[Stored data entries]

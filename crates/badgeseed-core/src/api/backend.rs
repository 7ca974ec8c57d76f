use async_trait::async_trait;
use serde_json::Value;

use super::ApiError;

/// The remote table store the seeders write to.
///
/// Seeders take a `&dyn Backend` so the caller decides which store is used
/// and how long it lives.
#[async_trait]
pub trait Backend: Send + Sync {
    /// Insert one row and return the rows the backend hands back. An empty
    /// list means the row was written but is not visible to this key.
    async fn insert(&self, table: &str, row: &Value) -> Result<Vec<Value>, ApiError>;

    /// Select `select` from the single row of `table` whose `column` matches
    /// `value` case-insensitively. More than one match is an error.
    async fn select_one_ilike(
        &self,
        table: &str,
        select: &str,
        column: &str,
        value: &str,
    ) -> Result<Option<Value>, ApiError>;
}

▶ PROBLEM STATEMENT
Transcribe all of the data, keeping every line identical.

▶ WRITTEN SOLUTION
filename crates/badgeseed-core/src/api/backend.rs
repository 7ca974ec8c57d76f
use async_trait::async_trait;
use serde_json::Value;

use super::ApiError;

/// The remote table store the seeders write to.
///
/// Seeders take a `&dyn Backend` so the caller decides which store is used
/// and how long it lives.
#[async_trait]
pub trait Backend: Send + Sync {
    /// Insert one row and return the rows the backend hands back. An empty
    /// list means the row was written but is not visible to this key.
    async fn insert(&self, table: &str, row: &Value) -> Result<Vec<Value>, ApiError>;

    /// Select `select` from the single row of `table` whose `column` matches
    /// `value` case-insensitively. More than one match is an error.
    async fn select_one_ilike(
        &self,
        table: &str,
        select: &str,
        column: &str,
        value: &str,
    ) -> Result<Option<Value>, ApiError>;
}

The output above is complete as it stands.